How to speed up ray.get() to get a large object from another node?

There is an 800MB object on one node. The actor on this node first calls ref=ray.put(obj), and then passes the returned object reference to the actor on another node. The actor obtains the object through ray.get(ref), but sometimes it exceeds 2 minutes, this is incredible, what could be the reason for this? Is there any way to speed up the ray.get(ref)? Or is there a way to pass the object to another node in advance?

1 Like

Hi,

This definitely doesn’t sound expected in most environments. A couple questions:

  1. Which environment is this operating in? Do you have sufficient network throughput for the transfer to complete more quickly?
  2. Could you please include a code snippet so I can double check your workflow?

Thanks,
Jack

Hi @jhumphri , thanks for your reply. I am training on 2x A30 nodes with 8 cards each and network card bandwidth support 10 Gbps. Below is the problem code, and when the following code is executed, the bandwidth from the head to the worker node reaches 800MB/s, which is approximately twice the weight size.

    def pull_model_on_tick(self):
        msg = build_get_model_msg("SINGLE", self._league_id, 0, -1)
        # model 是 tuple
        model = ray.get(self._model_buffer.put_msg.remote(msg))

        if model is None:
            return False
        # model_value is ray.ObjectRef
        model_meta, model_value = model

        if model_meta.step != self._current_train_model_steps:
            if isinstance(model_value, ray.ObjectRef):
                t = time.time()
                # model_value is 800MB  numpy model weight,pull the object on the remote node to the node where the actor is located through ray.get(). Sometimes the delay of ray.get() here is about 1~2s, and sometimes it times out for 2 minutes.
                model_value = ray.get(model_value)
                self._logger.info(f"get model_value time: {time.time() - t}")
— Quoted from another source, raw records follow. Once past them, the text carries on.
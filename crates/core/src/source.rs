use std::fmt;
use std::str::FromStr;
use std::sync::LazyLock;

use regex::Regex;

use crate::error::{FetchError, ListError, RepoParseError};
use crate::types::SourceFile;

pub const SOURCE_EXTENSIONS: &[&str] = &[
    "js", "ts", "py", "java", "cpp", "c", "h", "cs", "php", "rb", "go", "rs",
];

/// A path containing any of these anywhere is never listed.
pub const EXCLUDED_PATH_SEGMENTS: &[&str] = &["node_modules/", ".git/", "dist/", "build/"];

static GITHUB_URL: LazyLock<Regex> = LazyLock::new(|| {
    Regex::new(r"github\.com/([^/]+)/([^/?#]+)").expect("github url regex")
});

/// `owner/name` identifier of a GitHub repository.
#[derive(Debug, Clone, PartialEq, Eq, Hash)]
pub struct RepoSlug {
    pub owner: String,
    pub name: String,
}

impl RepoSlug {
    pub fn new(owner: impl Into<String>, name: impl Into<String>) -> Self {
        Self {
            owner: owner.into(),
            name: name.into(),
        }
    }

    /// Accepts `owner/repo` or any URL containing `github.com/owner/repo`.
    pub fn parse(input: &str) -> Result<Self, RepoParseError> {
        let invalid = || RepoParseError {
            input: input.to_string(),
        };
        let trimmed = input.trim();

        let (owner, name) = if trimmed.contains("github.com") {
            let caps = GITHUB_URL.captures(trimmed).ok_or_else(invalid)?;
            let name = &caps[2];
            let name = name.strip_suffix(".git").unwrap_or(name);
            (caps[1].to_string(), name.to_string())
        } else {
            let (owner, name) = trimmed.split_once('/').ok_or_else(invalid)?;
            (owner.to_string(), name.trim_end_matches('/').to_string())
        };

        if !is_valid_segment(&owner) || !is_valid_segment(&name) {
            return Err(invalid());
        }
        Ok(Self { owner, name })
    }
}

fn is_valid_segment(segment: &str) -> bool {
    !segment.is_empty()
        && segment != "."
        && segment != ".."
        && !segment.contains(['/', '\\'])
        && !segment.chars().any(char::is_whitespace)
}

impl FromStr for RepoSlug {
    type Err = RepoParseError;

    fn from_str(s: &str) -> Result<Self, Self::Err> {
        Self::parse(s)
    }
}

impl fmt::Display for RepoSlug {
    fn fmt(&self, f: &mut fmt::Formatter<'_>) -> fmt::Result {
        write!(f, "{}/{}", self.owner, self.name)
    }
}

/// Whether a `/`-separated repository path is a source file worth comparing.
pub fn is_comparable_source_path(path: &str) -> bool {
    if EXCLUDED_PATH_SEGMENTS.iter().any(|seg| path.contains(seg)) {
        return false;
    }
    let file_name = path.rsplit('/').next().unwrap_or(path);
    let Some((_, ext)) = file_name.rsplit_once('.') else {
        return false;
    };
    SOURCE_EXTENSIONS
        .iter()
        .any(|known| known.eq_ignore_ascii_case(ext))
}

/// Enumerates the comparable source files of a repository.
///
/// Implementations filter with [`is_comparable_source_path`]. Any error is
/// fatal to the comparison that asked for the listing.
pub trait FileLister {
    fn list_files(&self, repo: &RepoSlug) -> Result<Vec<SourceFile>, ListError>;
}

/// Fetches the content of one listed file.
///
/// An `Err` only means the file is unavailable; callers skip it.
pub trait ContentFetcher {
    fn fetch_content(&self, repo: &RepoSlug, file: &SourceFile) -> Result<String, FetchError>;
}

impl<T: FileLister + ?Sized> FileLister for &T {
    fn list_files(&self, repo: &RepoSlug) -> Result<Vec<SourceFile>, ListError> {
        (**self).list_files(repo)
    }
}

impl<T: ContentFetcher + ?Sized> ContentFetcher for &T {
    fn fetch_content(&self, repo: &RepoSlug, file: &SourceFile) -> Result<String, FetchError> {
        (**self).fetch_content(repo, file)
    }
}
            self._model = model
            self._current_train_model_steps = model_meta.step
        return

    # Because the model has been pulled to the local gcs through pull_model_on_tick(), other actors on the node where this actor is located should not need to pull from other nodes when calling get_model()
def get_model(self):
    return self._model

But when I locked the model, the latency problem disappeared and the bandwidth remained at about 400MB/s. The modified code is as follows:

    def pull_model_on_tick(self):
		...       

        if model_meta.step != self._current_train_model_steps:
            if isinstance(model_value, ray.ObjectRef):
            	**with self._m_lock:**
	                t = time.time()
	                model_value = ray.get(model_value)
	                self._logger.info(f"get model_value time: {time.time() - t}")

		            self._model = model
		            self._current_train_model_steps = model_meta.step
        return


	def get_model(self):
    	**with self._m_lock:**		
	    	return self._model
 

I suspect that when the model is not locked, the actor that calls get_model() on the same node will also pull a model from the head node, so it is twice the weight size. But as far as I know, ray executes in the order of requests, why does this problem occur?
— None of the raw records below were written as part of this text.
use std::collections::HashMap;
use std::sync::atomic::{AtomicUsize, Ordering};

use super::*;
use crate::types::{DEFAULT_MAX_FILE_CHARS, DEFAULT_MAX_FILES_PER_REPO, IdenticalPair};

/// Repositories held in memory. `None` content simulates a failed fetch.
#[derive(Default)]
struct MemoryRepos {
    repos: HashMap<RepoSlug, Vec<(String, Option<String>)>>,
    listings: AtomicUsize,
    fetches: AtomicUsize,
}

impl MemoryRepos {
    fn with_repo(mut self, slug: &RepoSlug, files: Vec<(&str, Option<String>)>) -> Self {
        let files = files
            .into_iter()
            .map(|(path, content)| (path.to_string(), content))
            .collect();
        self.repos.insert(slug.clone(), files);
        self
    }

    fn fetch_count(&self) -> usize {
        self.fetches.load(Ordering::Relaxed)
    }
}

impl FileLister for MemoryRepos {
    fn list_files(&self, repo: &RepoSlug) -> Result<Vec<SourceFile>, ListError> {
        self.listings.fetch_add(1, Ordering::Relaxed);
        let files = self
            .repos
            .get(repo)
            .ok_or_else(|| ListError::NotFound { repo: repo.clone() })?;
        Ok(files
            .iter()
            .map(|(path, content)| SourceFile {
                path: path.clone(),
                content_id: path.clone(),
                size: content.as_ref().map(|c| c.len() as u64),
            })
            .collect())
    }
}

impl ContentFetcher for MemoryRepos {
    fn fetch_content(&self, repo: &RepoSlug, file: &SourceFile) -> Result<String, FetchError> {
        self.fetches.fetch_add(1, Ordering::Relaxed);
        self.repos
            .get(repo)
            .and_then(|files| files.iter().find(|(path, _)| *path == file.content_id))
            .and_then(|(_, content)| content.clone())
            .ok_or_else(|| FetchError::NotFound {
                path: file.path.clone(),
            })
    }
}

fn slugs() -> (RepoSlug, RepoSlug) {
    (RepoSlug::new("alice", "hw"), RepoSlug::new("bob", "hw"))
}

fn text(s: &str) -> Option<String> {
    Some(s.to_string())
}

#[test]
fn identical_after_normalization_lands_only_in_identical_pairs() {
    let (a, b) = slugs();
    let repos = MemoryRepos::default()
        .with_repo(
            &a,
            vec![("a.js", text("function f() {\n  return 1; // one\n}\n"))],
        )
        .with_repo(&b, vec![("x.py", text("FUNCTION f() { return 1 } # one"))]);

    let report = compare_repositories(&a, &b, &repos, &repos, &CompareOptions::default())
        .expect("compare");

    assert_eq!(
        report.identical_pairs,
        vec![IdenticalPair {
            path_a: "a.js".to_string(),
            path_b: "x.py".to_string(),
        }]
    );
    assert!(report.similar_pairs.is_empty());
    assert_eq!(report.summary.identical_count, 1);
    assert_eq!(report.summary.similar_count, 0);
}

#[test]
fn score_of_exactly_point_seven_is_discarded() {
    let (a, b) = slugs();
    let repos = MemoryRepos::default()
        .with_repo(&a, vec![("a.c", text("abcdefghij"))])
        .with_repo(
            &b,
            vec![("seven.c", text("abcdefgxyz")), ("eight.c", text("abcdefghyz"))],
        );

    let report = compare_repositories(&a, &b, &repos, &repos, &CompareOptions::default())
        .expect("compare");

    assert!(report.identical_pairs.is_empty());
    assert_eq!(report.similar_pairs.len(), 1);
    assert_eq!(report.similar_pairs[0].path_b, "eight.c");
    assert!((report.similar_pairs[0].score - 0.8).abs() < 1e-12);
}

#[test]
fn similar_pairs_are_sorted_by_descending_score() {
    let (a, b) = slugs();
    let repos = MemoryRepos::default()
        .with_repo(
            &a,
            vec![("low.c", text("abcdefghyz")), ("high.c", text("abcdefghiz"))],
        )
        .with_repo(&b, vec![("ref.c", text("abcdefghij"))]);

    let outcome =
        compare_repositories_with_stats(&a, &b, &repos, &repos, &CompareOptions::default())
            .expect("compare");

    let order: Vec<&str> = outcome
        .result
        .similar_pairs
        .iter()
        .map(|p| p.path_a.as_str())
        .collect();
    assert_eq!(order, vec!["high.c", "low.c"]);
    assert_eq!(outcome.result.summary.high_similarity_count, 0);
    assert!((outcome.result.summary.average_score - 0.85).abs() < 1e-12);
    assert_eq!(outcome.stats.compared_pairs, 2);
}

#[test]
fn caps_each_side_at_max_files_and_signals_truncation() {
    let (a, b) = slugs();
    let files_a: Vec<SourceFile> = (0..150)
        .map(|i| SourceFile {
            path: format!("f{i:03}.js"),
            content_id: format!("f{i:03}.js"),
            size: None,
        })
        .collect();
    let files_b = vec![SourceFile {
        path: "only.js".to_string(),
        content_id: "only.js".to_string(),
        size: None,
    }];
    let repos = MemoryRepos::default()
        .with_repo(
            &a,
            files_a
                .iter()
                .map(|f| (f.path.as_str(), text("let x = 1;")))
                .collect(),
        )
        .with_repo(&b, vec![("only.js", text("let x = 1;"))]);

    let outcome = compare_files_with_stats(
        &a,
        &files_a,
        &b,
        &files_b,
        &repos,
        &CompareOptions::default(),
    );

    assert!(outcome.stats.was_truncated());
    assert_eq!(outcome.stats.listed_files_a, 150);
    assert_eq!(outcome.stats.skipped_budget_max_files_a, 50);
    assert_eq!(outcome.stats.skipped_budget_max_files_b, 0);
    assert_eq!(outcome.stats.compared_pairs, DEFAULT_MAX_FILES_PER_REPO as u64);
    assert_eq!(outcome.result.identical_pairs.len(), 100);
    assert_eq!(outcome.result.identical_pairs[99].path_a, "f099.js");
}

#[test]
fn oversized_files_contribute_no_pairs() {
    let (a, b) = slugs();
    let big = "a".repeat(DEFAULT_MAX_FILE_CHARS + 1);
    let at_limit = "b".repeat(DEFAULT_MAX_FILE_CHARS);
    let repos = MemoryRepos::default()
        .with_repo(&a, vec![("big.js", Some(big.clone())), ("edge.js", Some(at_limit.clone()))])
        .with_repo(&b, vec![("big.py", Some(big)), ("edge.py", Some(at_limit))]);

    let outcome =
        compare_repositories_with_stats(&a, &b, &repos, &repos, &CompareOptions::default())
            .expect("compare");

    assert_eq!(outcome.stats.skipped_too_large, 2);
    assert_eq!(outcome.stats.compared_pairs, 1);
    assert_eq!(outcome.result.identical_pairs.len(), 1);
    assert_eq!(outcome.result.identical_pairs[0].path_a, "edge.js");
    assert!(
        outcome
            .result
            .similar_pairs
            .iter()
            .all(|p| !p.path_a.starts_with("big") && !p.path_b.starts_with("big"))
    );
}

#[test]
fn fetch_failures_skip_the_file_without_aborting() {
    let (a, b) = slugs();
    let repos = MemoryRepos::default()
        .with_repo(&a, vec![("gone.rs", None), ("main.rs", text("fn main() {}"))])
        .with_repo(&b, vec![("lost.rs", None), ("main.rs", text("fn main() {}"))]);

    let outcome =
        compare_repositories_with_stats(&a, &b, &repos, &repos, &CompareOptions::default())
            .expect("compare");

    assert_eq!(outcome.stats.skipped_fetch_failed, 2);
    assert_eq!(outcome.stats.compared_pairs, 1);
    assert_eq!(outcome.result.identical_pairs.len(), 1);
}

#[test]
fn empty_repository_yields_zeroed_report() {
    let (a, b) = slugs();
    let repos = MemoryRepos::default()
        .with_repo(&a, vec![("main.go", text("package main"))])
        .with_repo(&b, Vec::new());

    let outcome =
        compare_repositories_with_stats(&a, &b, &repos, &repos, &CompareOptions::default())
            .expect("compare");

    assert!(outcome.result.is_empty());
    assert_eq!(outcome.result.summary.similar_count, 0);
    assert_eq!(outcome.result.summary.high_similarity_count, 0);
    assert_eq!(outcome.result.summary.average_score, 0.0);
    assert_eq!(outcome.stats.compared_pairs, 0);
    assert!(!outcome.stats.was_truncated());
}

#[test]
fn listing_failure_is_fatal() {
    let (a, b) = slugs();
    let repos = MemoryRepos::default().with_repo(&a, vec![("main.go", text("package main"))]);

    let err = compare_repositories(&a, &b, &repos, &repos, &CompareOptions::default())
        .unwrap_err();

    match err {
        CompareError::Listing(ListError::NotFound { repo }) => assert_eq!(repo, b),
        other => panic!("unexpected error: {other}"),
    }
    assert_eq!(repos.fetch_count(), 0);
}

#[test]
fn zero_batch_size_is_rejected_before_listing() {
    let (a, b) = slugs();
    let repos = MemoryRepos::default();
    let options = CompareOptions {
        batch_size: 0,
        ..CompareOptions::default()
    };

    let err = compare_repositories(&a, &b, &repos, &repos, &options).unwrap_err();
    assert!(matches!(err, CompareError::InvalidOptions(_)));
    assert_eq!(repos.listings.load(Ordering::Relaxed), 0);
}

#[test]
fn side_a_is_processed_in_batches() {
    let (a, b) = slugs();
    let files: Vec<(String, Option<String>)> = (0..25)
        .map(|i| (format!("f{i}.ts"), text(&format!("export const v{i} = {i};"))))
        .collect();
    let repos = MemoryRepos::default()
        .with_repo(&a, files.iter().map(|(p, c)| (p.as_str(), c.clone())).collect())
        .with_repo(&b, vec![("v.ts", text("export const v0 = 0;"))]);

    let outcome =
        compare_repositories_with_stats(&a, &b, &repos, &repos, &CompareOptions::default())
            .expect("compare");

    assert_eq!(outcome.stats.batches, 3);
    assert_eq!(outcome.stats.compared_pairs, 25);
    assert_eq!(outcome.result.identical_pairs.len(), 1);
}

#[test]
fn side_b_cache_changes_fetch_count_but_not_results() {
    let (a, b) = slugs();
    let build = || {
        MemoryRepos::default()
            .with_repo(
                &a,
                vec![
                    ("one.rb", text("def one\n  1\nend")),
                    ("two.rb", text("def two\n  2\nend")),
                    ("three.rb", text("def three\n  3\nend")),
                ],
            )
            .with_repo(
                &b,
                vec![
                    ("one.rb", text("def one\n  1\nend")),
                    ("uno.rb", text("def uno\n  1\nend")),
                    ("broken.rb", None),
                ],
            )
    };

    let cached_repos = build();
    let cached = compare_repositories_with_stats(
        &a,
        &b,
        &cached_repos,
        &cached_repos,
        &CompareOptions::default(),
    )
    .expect("compare");

    let uncached_repos = build();
    let uncached = compare_repositories_with_stats(
        &a,
        &b,
        &uncached_repos,
        &uncached_repos,
        &CompareOptions {
            cache_side_b: false,
            ..CompareOptions::default()
        },
    )
    .expect("compare");

    assert_eq!(cached.result, uncached.result);
    assert_eq!(cached.stats, uncached.stats);
    assert_eq!(cached.stats.skipped_fetch_failed, 1);
    // 3 side-A fetches, then 3 side-B fetches once vs. once per side-A file.
    assert_eq!(cached_repos.fetch_count(), 6);
    assert_eq!(uncached_repos.fetch_count(), 12);
}

#[test]
fn pairs_rejected_by_length_gate_are_counted() {
    let (a, b) = slugs();
    let repos = MemoryRepos::default()
        .with_repo(&a, vec![("tiny.php", text("echo 1"))])
        .with_repo(&b, vec![("huge.php", Some("echo 1 ".repeat(200)))]);

    let outcome =
        compare_repositories_with_stats(&a, &b, &repos, &repos, &CompareOptions::default())
            .expect("compare");

    assert_eq!(outcome.stats.compared_pairs, 1);
    assert_eq!(outcome.stats.length_gated_pairs, 1);
    assert!(outcome.result.is_empty());
}

#[test]
fn compares_local_checkouts_end_to_end() -> std::io::Result<()> {
    use crate::local::LocalCheckouts;

    let tmp = tempfile::tempdir()?;
    let write = |rel: &str, content: &str| -> std::io::Result<()> {
        let path = tmp.path().join(rel);
        if let Some(parent) = path.parent() {
            std::fs::create_dir_all(parent)?;
        }
        std::fs::write(path, content)
    };
    write("alice/hw/src/sum.py", "def total(xs):\n    # add up\n    return sum(xs)\n")?;
    write("alice/hw/notes.txt", "not source")?;
    write("bob/hw/lib/sum.py", "def total(xs):\n    return sum(xs)  # same\n")?;

    let (a, b) = slugs();
    let checkouts = LocalCheckouts::new(tmp.path());
    let outcome =
        compare_repositories_with_stats(&a, &b, &checkouts, &checkouts, &CompareOptions::default())
            .expect("compare");

    assert_eq!(
        outcome.result.identical_pairs,
        vec![IdenticalPair {
            path_a: "src/sum.py".to_string(),
            path_b: "lib/sum.py".to_string(),
        }]
    );
    assert_eq!(outcome.stats.listed_files_a, 1);
    assert_eq!(outcome.stats.listed_files_b, 1);
    assert_eq!(outcome.stats.compared_pairs, 1);
    Ok(())
}

#[test]
fn empty_files_are_skipped_on_both_sides() {
    let (a, b) = slugs();
    let repos = MemoryRepos::default()
        .with_repo(
            &a,
            vec![
                ("pkg/__init__.py", text("")),
                ("util/__init__.py", text("")),
                ("main.py", text("print(total([1, 2]))")),
            ],
        )
        .with_repo(
            &b,
            vec![
                ("lib/__init__.py", text("")),
                ("x/__init__.py", text("")),
                ("main.py", text("print(total([1, 2]))")),
            ],
        );

    let outcome =
        compare_repositories_with_stats(&a, &b, &repos, &repos, &CompareOptions::default())
            .expect("compare");

    assert_eq!(
        outcome.result.identical_pairs,
        vec![IdenticalPair {
            path_a: "main.py".to_string(),
            path_b: "main.py".to_string(),
        }]
    );
    assert!(outcome.result.similar_pairs.is_empty());
    assert_eq!(outcome.stats.skipped_empty, 4);
    assert_eq!(outcome.stats.compared_pairs, 1);
    assert_eq!(outcome.stats.skipped_files(), 0);
}

#[test]
fn comment_only_files_are_still_compared() {
    let (a, b) = slugs();
    let repos = MemoryRepos::default()
        .with_repo(&a, vec![("notes.py", text("# just a note\n"))])
        .with_repo(&b, vec![("todo.rb", text("# something else"))]);

    let outcome =
        compare_repositories_with_stats(&a, &b, &repos, &repos, &CompareOptions::default())
            .expect("compare");

    assert_eq!(outcome.result.identical_pairs.len(), 1);
    assert_eq!(outcome.stats.skipped_empty, 0);
    assert_eq!(outcome.stats.compared_pairs, 1);
}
Thanks for your reply. I have a few more questions before we dig deeper:

  1. Is the weight size 800MB or 400MB? The original post seems to mention the former while the reply mentions the latter.
  2. Is the reply saying that the object size doubles or that the transfer throughput doubles when the model is not locked?
  3. Could you please elaborate on the specifics of model locking and what with self._m_lock does specifically?
  4. How much DRAM does each node have?

Thanks!

Hi @jhumphri , thank you for your patience.

  1. The weight size is 400MB.
  2. When I run the problem code, the bandwidth from head to worker node reaches about 800MB/s. So I suspect that there may be 2 copies of weights transmitted from head to worker node at the same time.
  3. The self._m_lock is a thread lock, which is initialized in the class constructor via self._m_lock = threading.RLock().
  4. The memory capacity of each node is 300GiB.

Thanks. It probably makes sense for me to guide you through running a perf analysis on Ray and the host OS so we can see what is happening during the two minute transfer, but I do have one more question first. In get_model() in the code above, self._model is being returned, but the wording in the post seems to imply that get_model() calls ray.get() if the model has not yet been transferred via GCS to the local node. Could you please clarify how this could happen? It seems right now that just an invalid model would be returned in this case–ray.get() would not be called.

Hi @jhumphri , maybe I didn’t express it clearly. From my understanding of Ray’s sequential request processing, when get_model() is called, the value returned is the current value of self._model in theory. If self._model is not updated by pull_model_on_tick(), then the old value is returned in theory and the objects which self._model reference should have been pulled to the current node gcs by pull_model_on_tick(). But when it is not locked by self._m_lock, I found that the bandwidth is about 800MB/s (about twice the model weight), and it seems that the calling actor is also pulling objects from the head node. Just my suspicion.